Topic: Government & Politics

Rumsfeld's Deadly Rationalization
(9/13/2004)

It's official: Defense Secretary Don Rumsfeld has adopted the ethical stance of conservative talk radio and some of the more Neanderthal Republicans. Speaking of the still festering scandal involving the abuse of Iraqi prisoners at Abu Ghraib prison, Rummy recently said:

"Has it been harmful to our country? Yes. Is it something that has to be corrected? Yes. Does it rank up there with chopping off someone's head off on television? It doesn't."

Naively, perhaps, we expected better. This is not only a desperate mindset, but a damaging and irresponsible one that distorts the ethical principles involved and obscures the reason why Abu Ghraib is both important and devastating.

And it is both wrong and incorrect. Think about it this way: praying mantises bite the heads off their mates while they are copulating. It's brutal, but it is what praying mantises do. Let's hypothesize that a man accused of torturing and sexually abusing his sex partners were to "put things in perspective," (to quote Sean Hannity and Laura Ingraham, among others) by saying, "Hey, it was bad, but it's not as if I chewed their heads off!" Would you regard that as an astute debating point?

Terrorists blow up school buses with children in them; they level skyscrapers full of innocent people; they put poison gas in subway stations; they encourage 12 year olds to act as suicide bombers. Chopping off someone's head is no big deal for them, because it is consistent with their warped values…it's what they do. The act itself is shocking, but the fact that they are the ones performing the act isn't shocking at all, or shouldn't be. Were you expecting some terrorist Code of Conduct that declares head chopping off limits?

For the representatives of the United States to engage in the kind of cruelty (or "hijinks," in Rush Limbaugh's bizarre terminology) on display at Abu Ghraib is a much greater betrayal of American values than beheading is for terrorists…indeed, beheading is completely consistent with terrorist values. The United States could justify all sorts of terrible conduct if it adopted the standards of the brutal, the hateful, and the depraved of the world. Are those the standards we want to embrace?

America is not a place, or a nation, or even a population. It is a set of unique ideals that aim towards the realization of every human being's innate potential.

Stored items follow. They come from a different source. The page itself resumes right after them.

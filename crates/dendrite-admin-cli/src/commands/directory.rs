//! Read-only directory listings against the server database.

use dendrite_admin_config::ConfigDocument;
use dendrite_admin_data::{DatabaseUri, list_accounts, list_rooms};

use crate::cli::{DirectoryArgs, OutputFormat};
use crate::client::{CliError, CliResult, prompt_line};
use crate::output::{render_accounts, render_rooms};

pub(crate) async fn handle_list_accounts(
    args: &DirectoryArgs,
    format: OutputFormat,
    doc: &mut ConfigDocument,
) -> CliResult<()> {
    let uri = resolve_database_uri(args, doc)?;
    let accounts = list_accounts(&uri).await?;
    render_accounts(&accounts, format)
}

pub(crate) async fn handle_list_rooms(
    args: &DirectoryArgs,
    format: OutputFormat,
    doc: &mut ConfigDocument,
) -> CliResult<()> {
    let uri = resolve_database_uri(args, doc)?;
    let rooms = list_rooms(&uri).await?;
    render_rooms(&rooms, format)
}

/// URI precedence: flag, then config, then a prompt. Whatever parses is
/// written back to the document so the next invocation skips the prompt.
fn resolve_database_uri(args: &DirectoryArgs, doc: &mut ConfigDocument) -> CliResult<DatabaseUri> {
    let raw = if let Some(flag) = &args.database_uri {
        flag.clone()
    } else if let Some(saved) = &doc.database_uri {
        saved.clone()
    } else {
        let entered = prompt_line("Database URI")?;
        if entered.is_empty() {
            return Err(CliError::validation(
                "a database URI is required (pass --database-uri or set it in the config file)",
            ));
        }
        entered
    };

    let uri = DatabaseUri::parse(&raw)?;
    doc.database_uri = Some(raw);
    Ok(uri)
}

America is values: freedom, self-determination, self-expression, empowerment, and the pursuit of happiness. This is what has always divided the United States from its more pragmatic neighbors and allies. It is an extraordinarily difficult set of values to live by in the jungle of international relations, so our nation has frequently fallen short of them or terrible miscalculated the best way to achieve them. The Iraq war itself was undertaken in pursuit and protection of those values, and whether this was one of the miscalculations is still open to debate. But no matter: living up to those challenging American values is the nation's perpetual challenge, and a disgraceful betrayal of them of the magnitude of the Lynnie England S & M Show must never be brushed aside with a fatuous and false comparison with the acts of terrorists.

Abu Ghraib was un-American, and Rumsfeld should accept his responsibility for allowing it to occur without attempting to minimize its significance. It wounded America, and those wounds will become a deadly case of ethical rot if our leaders use the brutality of brutes as the standard for outrage.